Provided entries:
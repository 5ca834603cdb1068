//! Structured logging for publish runs.
//!
//! Pretty output for CI build logs, JSON for log shippers.

use crate::{LogFormat, TelemetryConfig, TelemetryError};
use tracing_subscriber::fmt::writer::BoxMakeWriter;
use tracing_subscriber::{fmt, layer::SubscriberExt, util::SubscriberInitExt, EnvFilter, Layer};

/// Initialize the logging subsystem.
///
/// Sets up tracing-subscriber with either JSON or pretty format,
/// respecting the configured log level.
pub fn init_logging(config: &TelemetryConfig) -> Result<(), TelemetryError> {
    // Build the env filter from RUST_LOG or config
    let filter =
        EnvFilter::try_from_default_env().unwrap_or_else(|_| EnvFilter::new(&config.log_level));

    let writer = if config.to_stderr {
        BoxMakeWriter::new(std::io::stderr)
    } else {
        BoxMakeWriter::new(std::io::stdout)
    };

    match config.log_format {
        LogFormat::Json => init_json_logging(filter, writer),
        LogFormat::Pretty => init_pretty_logging(filter, writer),
    }
}

fn init_json_logging(filter: EnvFilter, writer: BoxMakeWriter) -> Result<(), TelemetryError> {
    let json_layer = fmt::layer()
        .json()
        .with_writer(writer)
        .with_target(true)
        .with_current_span(false)
        .with_span_list(false)
        .with_file(false)
        .with_line_number(false)
        .flatten_event(true)
        .with_filter(filter);

    tracing_subscriber::registry()
        .with(json_layer)
        .try_init()
        .map_err(|e: tracing_subscriber::util::TryInitError| {
            TelemetryError::LoggingInit(e.to_string())
        })
}

// Build logs are read top to bottom by humans; keep lines compact.
fn init_pretty_logging(filter: EnvFilter, writer: BoxMakeWriter) -> Result<(), TelemetryError> {
    let pretty_layer = fmt::layer()
        .with_writer(writer)
        .with_target(false)
        .with_file(false)
        .with_line_number(false)
        .with_filter(filter);

    tracing_subscriber::registry()
        .with(pretty_layer)
        .try_init()
        .map_err(|e: tracing_subscriber::util::TryInitError| {
            TelemetryError::LoggingInit(e.to_string())
        })
}

/// Standard log event names.
pub mod events {
    /// Plugin is starting a publish run.
    pub const STARTUP: &str = "startup";

    /// A spec location was expanded into files.
    pub const SPEC_RESOLVED: &str = "spec_resolved";

    /// A YAML spec was converted to JSON.
    pub const SPEC_NORMALIZED: &str = "spec_normalized";

    /// A single upload attempt failed and may be retried.
    pub const UPLOAD_ATTEMPT_FAILED: &str = "upload_attempt_failed";

    /// A spec was accepted by the registry.
    pub const SPEC_PUBLISHED: &str = "spec_published";

    /// A spec could not be published.
    pub const SPEC_FAILED: &str = "spec_failed";

    /// All specs have been processed.
    pub const RUN_COMPLETED: &str = "run_completed";
}

/// Helper macros for structured logging with standard fields.
///
/// These wrap the tracing macros to ensure consistent field naming.
#[macro_export]
macro_rules! log_startup {
    ($($field:tt)*) => {
        tracing::info!(
            event = $crate::logging::events::STARTUP,
            $($field)*
        )
    };
}

#[macro_export]
macro_rules! log_spec_resolved {
    ($($field:tt)*) => {
        tracing::debug!(
            event = $crate::logging::events::SPEC_RESOLVED,
            $($field)*
        )
    };
}

#[macro_export]
macro_rules! log_spec_normalized {
    ($($field:tt)*) => {
        tracing::info!(
            event = $crate::logging::events::SPEC_NORMALIZED,
            $($field)*
        )
    };
}

#[macro_export]
macro_rules! log_upload_attempt_failed {
    ($($field:tt)*) => {
        tracing::warn!(
            event = $crate::logging::events::UPLOAD_ATTEMPT_FAILED,
            $($field)*
        )
    };
}

#[macro_export]
macro_rules! log_spec_published {
    ($($field:tt)*) => {
        tracing::info!(
            event = $crate::logging::events::SPEC_PUBLISHED,
            $($field)*
        )
    };
}

#[macro_export]
macro_rules! log_spec_failed {
    ($($field:tt)*) => {
        tracing::error!(
            event = $crate::logging::events::SPEC_FAILED,
            $($field)*
        )
    };
}

#[macro_export]
macro_rules! log_run_completed {
    ($($field:tt)*) => {
        tracing::info!(
            event = $crate::logging::events::RUN_COMPLETED,
            $($field)*
        )
    };
}
//! Upload authentication.
//!
//! Two strategies exist:
//! - API key: `?key=<key>` on the uploader URL, no extra headers.
//! - Service account: an identity token for the uploader's origin, sent as
//!   `Authorization: Bearer <token>` on every request.
//!
//! When both are configured the API key wins and the service credential is
//! never parsed.

pub mod service_account;

pub use service_account::{GoogleIdTokenSource, IdTokenSource, ServiceAccountKey};

use std::fmt;
use std::sync::Arc;
use std::time::Duration;

use bytes::Bytes;
use reqwest::Url;

use crate::error::AuthError;
use crate::request::ServiceCredential;
use crate::transport::{Transport, TransportError, TransportRequest, TransportResponse};

/// Which credential authenticated a client.
#[derive(Debug, Clone, Copy, PartialEq, Eq)]
pub enum AuthStrategy {
    ApiKey,
    IdToken,
}

/// A transport bound to the uploader URL with its credential applied.
#[derive(Clone)]
pub struct AuthenticatedClient {
    transport: Arc<dyn Transport>,
    url: Url,
    bearer: Option<String>,
    strategy: AuthStrategy,
}

impl AuthenticatedClient {
    /// The target URL, including the `key` query parameter for key auth.
    pub fn url(&self) -> &Url {
        &self.url
    }

    pub fn strategy(&self) -> AuthStrategy {
        self.strategy
    }

    /// POST `body` to the target URL.
    pub async fn post(
        &self,
        content_type: &str,
        body: Bytes,
        timeout: Duration,
    ) -> Result<TransportResponse, TransportError> {
        let mut request = TransportRequest::post(self.url.clone(), body, timeout)
            .with_header("Content-Type", content_type);
        if let Some(token) = &self.bearer {
            request = request.with_header("Authorization", format!("Bearer {}", token));
        }
        self.transport.post(request).await
    }
}

impl fmt::Debug for AuthenticatedClient {
    fn fmt(&self, f: &mut fmt::Formatter<'_>) -> fmt::Result {
        let mut url = self.url.clone();
        if self.strategy == AuthStrategy::ApiKey {
            url.set_query(Some("key=<redacted>"));
        }
        f.debug_struct("AuthenticatedClient")
            .field("url", &url.as_str())
            .field("strategy", &self.strategy)
            .finish_non_exhaustive()
    }
}

/// Produces authenticated clients for uploads.
#[derive(Clone)]
pub struct CredentialProvider {
    transport: Arc<dyn Transport>,
    tokens: Arc<dyn IdTokenSource>,
}

impl CredentialProvider {
    pub fn new(transport: Arc<dyn Transport>, tokens: Arc<dyn IdTokenSource>) -> Self {
        Self { transport, tokens }
    }

    /// Service-account tokens are minted through `transport` itself.
    pub fn with_google_tokens(transport: Arc<dyn Transport>) -> Self {
        let tokens = Arc::new(GoogleIdTokenSource::new(transport.clone()));
        Self::new(transport, tokens)
    }

    /// Pick a strategy and build a client for `target_url`.
    pub async fn authenticate(
        &self,
        api_key: Option<&str>,
        service_credential: Option<&ServiceCredential>,
        target_url: &str,
    ) -> Result<AuthenticatedClient, AuthError> {
        let mut url =
            Url::parse(target_url.trim()).map_err(|e| AuthError::InvalidUrl(e.to_string()))?;

        if let Some(key) = api_key.map(str::trim).filter(|k| !k.is_empty()) {
            url.query_pairs_mut().append_pair("key", key);
            return Ok(AuthenticatedClient {
                transport: self.transport.clone(),
                url,
                bearer: None,
                strategy: AuthStrategy::ApiKey,
            });
        }

        let credential = service_credential
            .filter(|c| !c.is_empty())
            .ok_or(AuthError::NoCredentials)?;
        let key = ServiceAccountKey::parse(credential)?;
        let token = self.tokens.id_token(&key, &audience_for(&url)?).await?;

        Ok(AuthenticatedClient {
            transport: self.transport.clone(),
            url,
            bearer: Some(token),
            strategy: AuthStrategy::IdToken,
        })
    }
}

/// Token audience for a target: `scheme://host[:port]`.
pub fn audience_for(url: &Url) -> Result<String, AuthError> {
    if url.host_str().is_none() {
        return Err(AuthError::InvalidUrl(format!("{} has no host", url)));
    }
    Ok(url.origin().ascii_serialization())
}

#[cfg(test)]
mod tests {
    use super::*;
    use async_trait::async_trait;
    use std::sync::Mutex;

    const FIXTURE: &str = include_str!("../../../../tests/fixtures/service-account.json");

    #[derive(Default)]
    struct RecordingTransport {
        seen: Mutex<Vec<TransportRequest>>,
    }

    #[async_trait]
    impl Transport for RecordingTransport {
        async fn post(
            &self,
            request: TransportRequest,
        ) -> Result<TransportResponse, TransportError> {
            self.seen.lock().unwrap().push(request);
            Ok(TransportResponse::new(200, ""))
        }
    }

    /// Hands out a fixed token and remembers the audiences asked for.
    #[derive(Default)]
    struct StaticTokens {
        audiences: Mutex<Vec<String>>,
    }

    #[async_trait]
    impl IdTokenSource for StaticTokens {
        async fn id_token(
            &self,
            _key: &ServiceAccountKey,
            audience: &str,
        ) -> Result<String, AuthError> {
            self.audiences.lock().unwrap().push(audience.to_string());
            Ok("id-token".to_string())
        }
    }

    fn provider() -> (
        Arc<RecordingTransport>,
        Arc<StaticTokens>,
        CredentialProvider,
    ) {
        let transport = Arc::new(RecordingTransport::default());
        let tokens = Arc::new(StaticTokens::default());
        let provider = CredentialProvider::new(transport.clone(), tokens.clone());
        (transport, tokens, provider)
    }

    #[tokio::test]
    async fn test_key_strategy_appends_query_param() {
        let (transport, _, provider) = provider();
        let client = provider
            .authenticate(Some("s3cret"), None, "https://registry.example.com/update")
            .await
            .unwrap();

        assert_eq!(client.strategy(), AuthStrategy::ApiKey);
        assert_eq!(
            client.url().as_str(),
            "https://registry.example.com/update?key=s3cret"
        );

        client
            .post("application/json", Bytes::from_static(b"{}"), Duration::from_secs(1))
            .await
            .unwrap();
        let seen = transport.seen.lock().unwrap();
        assert_eq!(seen[0].header("authorization"), None);
        assert_eq!(seen[0].header("content-type"), Some("application/json"));
    }

    #[tokio::test]
    async fn test_key_is_encoded_and_existing_query_kept() {
        let (_, _, provider) = provider();
        let client = provider
            .authenticate(Some("a&b"), None, "https://registry.example.com/update?v=2")
            .await
            .unwrap();
        assert_eq!(
            client.url().as_str(),
            "https://registry.example.com/update?v=2&key=a%26b"
        );
    }

    #[tokio::test]
    async fn test_token_strategy_attaches_bearer() {
        let (transport, tokens, provider) = provider();
        let credential = ServiceCredential::new(FIXTURE);
        let client = provider
            .authenticate(
                None,
                Some(&credential),
                "https://registry.example.com:8443/update",
            )
            .await
            .unwrap();

        assert_eq!(client.strategy(), AuthStrategy::IdToken);
        assert_eq!(
            tokens.audiences.lock().unwrap().as_slice(),
            ["https://registry.example.com:8443".to_string()]
        );

        client
            .post("text/plain", Bytes::new(), Duration::from_secs(1))
            .await
            .unwrap();
        let seen = transport.seen.lock().unwrap();
        assert_eq!(seen[0].header("authorization"), Some("Bearer id-token"));
        assert_eq!(seen[0].url.query(), None);
    }

    #[tokio::test]
    async fn test_key_takes_precedence_over_credential() {
        let (_, tokens, provider) = provider();
        let credential = ServiceCredential::new(FIXTURE);

        for _ in 0..3 {
            let client = provider
                .authenticate(
                    Some("k"),
                    Some(&credential),
                    "https://registry.example.com/update",
                )
                .await
                .unwrap();
            assert_eq!(client.strategy(), AuthStrategy::ApiKey);
        }
        assert!(tokens.audiences.lock().unwrap().is_empty());
    }

    #[tokio::test]
    async fn test_blank_key_falls_back_to_credential() {
        let (_, _, provider) = provider();
        let credential = ServiceCredential::new(FIXTURE);
        let client = provider
            .authenticate(Some("  "), Some(&credential), "https://registry.example.com")
            .await
            .unwrap();
        assert_eq!(client.strategy(), AuthStrategy::IdToken);
    }

    #[tokio::test]
    async fn test_no_credentials() {
        let (_, _, provider) = provider();
        let err = provider
            .authenticate(None, None, "https://registry.example.com")
            .await
            .unwrap_err();
        assert!(matches!(err, AuthError::NoCredentials));
    }

    #[tokio::test]
    async fn test_malformed_credential() {
        let (_, tokens, provider) = provider();
        let credential = ServiceCredential::new("{\"client_email\": 1}");
        let err = provider
            .authenticate(None, Some(&credential), "https://registry.example.com")
            .await
            .unwrap_err();
        assert!(matches!(err, AuthError::MalformedCredential(_)));
        assert!(tokens.audiences.lock().unwrap().is_empty());
    }

    #[tokio::test]
    async fn test_invalid_target_url() {
        let (_, _, provider) = provider();
        let err = provider
            .authenticate(Some("k"), None, "registry without scheme")
            .await
            .unwrap_err();
        assert!(matches!(err, AuthError::InvalidUrl(_)));
    }

    #[test]
    fn test_debug_redacts_key() {
        let client = AuthenticatedClient {
            transport: Arc::new(RecordingTransport::default()),
            url: Url::parse("https://registry.example.com/update?key=s3cret").unwrap(),
            bearer: None,
            strategy: AuthStrategy::ApiKey,
        };
        let rendered = format!("{:?}", client);
        assert!(!rendered.contains("s3cret"));
    }
}
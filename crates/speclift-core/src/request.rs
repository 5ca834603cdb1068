//! The fully-resolved input of a publish run.

use std::fmt;

use crate::error::ConfigError;

/// A service-account key blob, kept opaque until the token strategy parses it.
#[derive(Clone, PartialEq, Eq)]
pub struct ServiceCredential(String);

impl ServiceCredential {
    pub fn new(blob: impl Into<String>) -> Self {
        Self(blob.into())
    }

    pub fn as_str(&self) -> &str {
        &self.0
    }

    pub fn is_empty(&self) -> bool {
        self.0.trim().is_empty()
    }
}

impl fmt::Debug for ServiceCredential {
    fn fmt(&self, f: &mut fmt::Formatter<'_>) -> fmt::Result {
        f.write_str("ServiceCredential(<redacted>)")
    }
}

/// Everything the pipeline needs for one run.
#[derive(Clone, PartialEq, Eq)]
pub struct PublishRequest {
    /// Paths, glob patterns or directories, relative to the workspace root.
    pub spec_locations: Vec<String>,
    pub team: String,
    pub endpoint_url: String,
    pub api_key: Option<String>,
    pub service_credential: Option<ServiceCredential>,
}

impl PublishRequest {
    pub fn new(
        spec_locations: Vec<String>,
        team: impl Into<String>,
        endpoint_url: impl Into<String>,
    ) -> Self {
        Self {
            spec_locations,
            team: team.into(),
            endpoint_url: endpoint_url.into(),
            api_key: None,
            service_credential: None,
        }
    }

    /// Set the API key. Surrounding whitespace is dropped, and a blank key
    /// counts as no key.
    pub fn with_api_key(mut self, key: impl AsRef<str>) -> Self {
        let key = key.as_ref().trim();
        self.api_key = (!key.is_empty()).then(|| key.to_string());
        self
    }

    pub fn with_service_credential(mut self, credential: ServiceCredential) -> Self {
        self.service_credential = (!credential.is_empty()).then_some(credential);
        self
    }

    /// The API key, if one is usable.
    pub fn api_key(&self) -> Option<&str> {
        self.api_key
            .as_deref()
            .map(str::trim)
            .filter(|k| !k.is_empty())
    }

    /// The service credential, if one is usable.
    pub fn service_credential(&self) -> Option<&ServiceCredential> {
        self.service_credential.as_ref().filter(|c| !c.is_empty())
    }

    /// Check the request before any I/O happens.
    pub fn validate(&self) -> Result<(), ConfigError> {
        if self.api_key().is_none() && self.service_credential().is_none() {
            return Err(ConfigError::MissingCredentials);
        }
        if !self.spec_locations.iter().any(|l| !l.trim().is_empty()) {
            return Err(ConfigError::MissingSpec);
        }
        if self.team.trim().is_empty() {
            return Err(ConfigError::MissingTeam);
        }
        if self.endpoint_url.trim().is_empty() {
            return Err(ConfigError::MissingUploaderUrl);
        }

        let url = reqwest::Url::parse(self.endpoint_url.trim())
            .map_err(|e| ConfigError::InvalidUploaderUrl(e.to_string()))?;
        if !matches!(url.scheme(), "http" | "https") {
            return Err(ConfigError::InvalidUploaderUrl(format!(
                "unsupported scheme '{}'",
                url.scheme()
            )));
        }
        Ok(())
    }
}

impl fmt::Debug for PublishRequest {
    fn fmt(&self, f: &mut fmt::Formatter<'_>) -> fmt::Result {
        f.debug_struct("PublishRequest")
            .field("spec_locations", &self.spec_locations)
            .field("team", &self.team)
            .field("endpoint_url", &self.endpoint_url)
            .field("api_key", &self.api_key.as_ref().map(|_| "<redacted>"))
            .field("service_credential", &self.service_credential)
            .finish()
    }
}
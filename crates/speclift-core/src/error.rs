use std::path::PathBuf;

use thiserror::Error;

use crate::transport::TransportError;

/// Missing or contradictory settings. Fatal: nothing is uploaded.
#[derive(Debug, Clone, PartialEq, Eq, Error)]
pub enum ConfigError {
    #[error("missing required params: key or google_credentials")]
    MissingCredentials,

    #[error("missing required param: spec")]
    MissingSpec,

    #[error("only one of spec or specs_dir was expected")]
    ConflictingSpecSources,

    #[error("missing required param: team")]
    MissingTeam,

    #[error("missing required param: uploader_url")]
    MissingUploaderUrl,

    #[error("invalid uploader_url: {0}")]
    InvalidUploaderUrl(String),

    /// The configuration source itself could not be read.
    #[error("unable to load plugin configuration: {0}")]
    Source(String),
}

/// A spec location that could not be expanded.
#[derive(Debug, Error)]
pub enum ResolutionError {
    #[error("invalid spec pattern '{location}': {message}")]
    Pattern { location: String, message: String },

    #[error("unable to list spec directory {}: {source}", path.display())]
    Directory {
        path: PathBuf,
        #[source]
        source: std::io::Error,
    },

    #[error(
        "{} and {} both publish as {}",
        claimed_by.display(),
        path.display(),
        target.display()
    )]
    Collision {
        path: PathBuf,
        target: PathBuf,
        claimed_by: PathBuf,
    },
}

/// YAML to JSON conversion failures.
#[derive(Debug, Error)]
pub enum NormalizationError {
    #[error("unable to read spec file {}: {source}", path.display())]
    Read {
        path: PathBuf,
        #[source]
        source: std::io::Error,
    },

    #[error("unable to convert spec file {} to JSON: {source}", path.display())]
    Parse {
        path: PathBuf,
        #[source]
        source: serde_yaml::Error,
    },

    #[error("spec file {} has no JSON representation: {reason}", path.display())]
    Unrepresentable { path: PathBuf, reason: String },

    #[error("unable to write spec file {}: {source}", path.display())]
    Write {
        path: PathBuf,
        #[source]
        source: std::io::Error,
    },
}

/// Failures while producing authentication material.
#[derive(Debug, Error)]
pub enum AuthError {
    #[error("no usable uploader credentials")]
    NoCredentials,

    #[error("unable to parse service account credentials: {0}")]
    MalformedCredential(String),

    #[error("invalid uploader URL: {0}")]
    InvalidUrl(String),

    #[error("unable to obtain identity token: {0}")]
    Token(String),
}

/// Why a single upload attempt failed. Retried by the uploader.
#[derive(Debug, Clone, Error)]
pub enum UploadError {
    #[error("publish request timed out")]
    Timeout,

    #[error("unable to make publish request: {0}")]
    Transport(TransportError),

    #[error("registry answered {status}: {body}")]
    Status { status: u16, body: String },
}

impl From<TransportError> for UploadError {
    fn from(e: TransportError) -> Self {
        match e {
            TransportError::Timeout => UploadError::Timeout,
            other => UploadError::Transport(other),
        }
    }
}

/// Any error that can stop one spec from being published.
#[derive(Debug, Error)]
pub enum PublishError {
    #[error(transparent)]
    Config(#[from] ConfigError),

    #[error(transparent)]
    Resolution(#[from] ResolutionError),

    #[error(transparent)]
    Normalization(#[from] NormalizationError),

    #[error(transparent)]
    Auth(#[from] AuthError),

    /// Every attempt failed; carries the last attempt's error.
    #[error("unable to publish spec after {attempts} attempts: {last}")]
    Upload { attempts: u32, last: UploadError },

    #[error("unable to open spec file {}: {source}", path.display())]
    Payload {
        path: PathBuf,
        #[source]
        source: std::io::Error,
    },

    /// A publish task panicked or was cancelled.
    #[error("publish task aborted: {0}")]
    Task(String),
}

Task to complete:
Return every line from the records above that holds the word "TransportError".

Result for this exercise:
use crate::transport::{Transport, TransportError, TransportRequest, TransportResponse};
    ) -> Result<TransportResponse, TransportError> {
        ) -> Result<TransportResponse, TransportError> {
use crate::transport::TransportError;
    Transport(TransportError),
impl From<TransportError> for UploadError {
    fn from(e: TransportError) -> Self {
            TransportError::Timeout => UploadError::Timeout,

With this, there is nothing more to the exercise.